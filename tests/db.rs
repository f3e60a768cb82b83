use std::time::{Duration, Instant};

use diesel::connection::SimpleConnection;
use diesel::prelude::*;
use diesel::sql_types::BigInt;
use portfolio_admin::clients::local_storage::LocalStorage;
use portfolio_admin::db::establish_connection_pool;
use portfolio_admin::repository::errors::RepositoryError;
use portfolio_admin::repository::fallback::{CategoryFallback, DEFAULT_CATEGORIES};
use portfolio_admin::repository::{CategoryReader, DieselRepository};
use portfolio_admin::services::ServiceError;
use portfolio_admin::services::categories::show_categories;

mod common;

const LOCK_TIMEOUT: Duration = Duration::from_secs(1);

#[derive(QueryableByName)]
struct Count {
    #[diesel(sql_type = BigInt)]
    count: i64,
}

#[test]
fn migrations_create_empty_tables() {
    let test_db = common::TestDb::new();
    let mut conn = test_db.pool().get().expect("connection");

    for table in ["categories", "projects", "project_media", "messages", "reviews"] {
        let row: Count = diesel::sql_query(format!("SELECT COUNT(*) AS count FROM {table}"))
            .get_result(&mut conn)
            .expect("table should exist");
        assert_eq!(row.count, 0, "{table} should start empty");
    }
}

#[test]
fn migrations_are_idempotent() {
    let test_db = common::TestDb::new();
    assert!(portfolio_admin::db::run_migrations(&test_db.pool()).is_ok());
}

#[test]
fn zero_timeout_is_rejected() {
    let result = establish_connection_pool(":memory:", Duration::ZERO);
    assert!(matches!(result, Err(RepositoryError::ValidationError(_))));
}

#[test]
fn locked_store_is_unavailable_after_the_timeout() {
    let test_db = common::TestDb::with_timeout(LOCK_TIMEOUT);
    let mut holder = test_db.pool().get().expect("connection");
    holder.batch_execute("BEGIN EXCLUSIVE").expect("lock");

    let repo = DieselRepository::new(test_db.pool());
    let started = Instant::now();
    let result = repo.list_categories();
    let elapsed = started.elapsed();

    assert!(matches!(result, Err(RepositoryError::Unavailable(_))));
    assert!(elapsed >= LOCK_TIMEOUT / 2, "gave up after {elapsed:?}");
    assert!(elapsed < LOCK_TIMEOUT * 4, "waited {elapsed:?}");

    assert!(matches!(
        show_categories(&repo),
        Err(ServiceError::StoreUnavailable(_))
    ));

    holder.batch_execute("ROLLBACK").expect("unlock");
}

#[test]
fn locked_store_falls_back_to_local_categories() {
    let test_db = common::TestDb::with_timeout(LOCK_TIMEOUT);
    let dir = tempfile::tempdir().unwrap();
    let local = LocalStorage::open(dir.path().join("local.json")).unwrap();
    let repo = CategoryFallback::new(DieselRepository::new(test_db.pool()), local);

    let mut holder = test_db.pool().get().expect("connection");
    holder.batch_execute("BEGIN EXCLUSIVE").expect("lock");

    let categories = repo.list_categories().expect("local categories");
    let names: Vec<&str> = categories.iter().map(|c| c.name.as_str()).collect();
    assert_eq!(names, DEFAULT_CATEGORIES.to_vec());

    holder.batch_execute("ROLLBACK").expect("unlock");

    assert!(repo.inner().list_categories().unwrap().is_empty());
}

==========

TASK REQUIREMENTS. I'd like the records returned exactly as they were written, please.

COMPLETED EXERCISE.
filename tests/db.rs
repository f3e60a768cb82b83
use std::time::{Duration, Instant};

use diesel::connection::SimpleConnection;
use diesel::prelude::*;
use diesel::sql_types::BigInt;
use portfolio_admin::clients::local_storage::LocalStorage;
use portfolio_admin::db::establish_connection_pool;
use portfolio_admin::repository::errors::RepositoryError;
use portfolio_admin::repository::fallback::{CategoryFallback, DEFAULT_CATEGORIES};
use portfolio_admin::repository::{CategoryReader, DieselRepository};
use portfolio_admin::services::ServiceError;
use portfolio_admin::services::categories::show_categories;

mod common;

const LOCK_TIMEOUT: Duration = Duration::from_secs(1);

#[derive(QueryableByName)]
struct Count {
    #[diesel(sql_type = BigInt)]
    count: i64,
}

#[test]
fn migrations_create_empty_tables() {
    let test_db = common::TestDb::new();
    let mut conn = test_db.pool().get().expect("connection");

    for table in ["categories", "projects", "project_media", "messages", "reviews"] {
        let row: Count = diesel::sql_query(format!("SELECT COUNT(*) AS count FROM {table}"))
            .get_result(&mut conn)
            .expect("table should exist");
        assert_eq!(row.count, 0, "{table} should start empty");
    }
}

#[test]
fn migrations_are_idempotent() {
    let test_db = common::TestDb::new();
    assert!(portfolio_admin::db::run_migrations(&test_db.pool()).is_ok());
}

#[test]
fn zero_timeout_is_rejected() {
    let result = establish_connection_pool(":memory:", Duration::ZERO);
    assert!(matches!(result, Err(RepositoryError::ValidationError(_))));
}

#[test]
fn locked_store_is_unavailable_after_the_timeout() {
    let test_db = common::TestDb::with_timeout(LOCK_TIMEOUT);
    let mut holder = test_db.pool().get().expect("connection");
    holder.batch_execute("BEGIN EXCLUSIVE").expect("lock");

    let repo = DieselRepository::new(test_db.pool());
    let started = Instant::now();
    let result = repo.list_categories();
    let elapsed = started.elapsed();

    assert!(matches!(result, Err(RepositoryError::Unavailable(_))));
    assert!(elapsed >= LOCK_TIMEOUT / 2, "gave up after {elapsed:?}");
    assert!(elapsed < LOCK_TIMEOUT * 4, "waited {elapsed:?}");

    assert!(matches!(
        show_categories(&repo),
        Err(ServiceError::StoreUnavailable(_))
    ));

    holder.batch_execute("ROLLBACK").expect("unlock");
}

#[test]
fn locked_store_falls_back_to_local_categories() {
    let test_db = common::TestDb::with_timeout(LOCK_TIMEOUT);
    let dir = tempfile::tempdir().unwrap();
    let local = LocalStorage::open(dir.path().join("local.json")).unwrap();
    let repo = CategoryFallback::new(DieselRepository::new(test_db.pool()), local);

    let mut holder = test_db.pool().get().expect("connection");
    holder.batch_execute("BEGIN EXCLUSIVE").expect("lock");

    let categories = repo.list_categories().expect("local categories");
    let names: Vec<&str> = categories.iter().map(|c| c.name.as_str()).collect();
    assert_eq!(names, DEFAULT_CATEGORIES.to_vec());

    holder.batch_execute("ROLLBACK").expect("unlock");

    assert!(repo.inner().list_categories().unwrap().is_empty());
}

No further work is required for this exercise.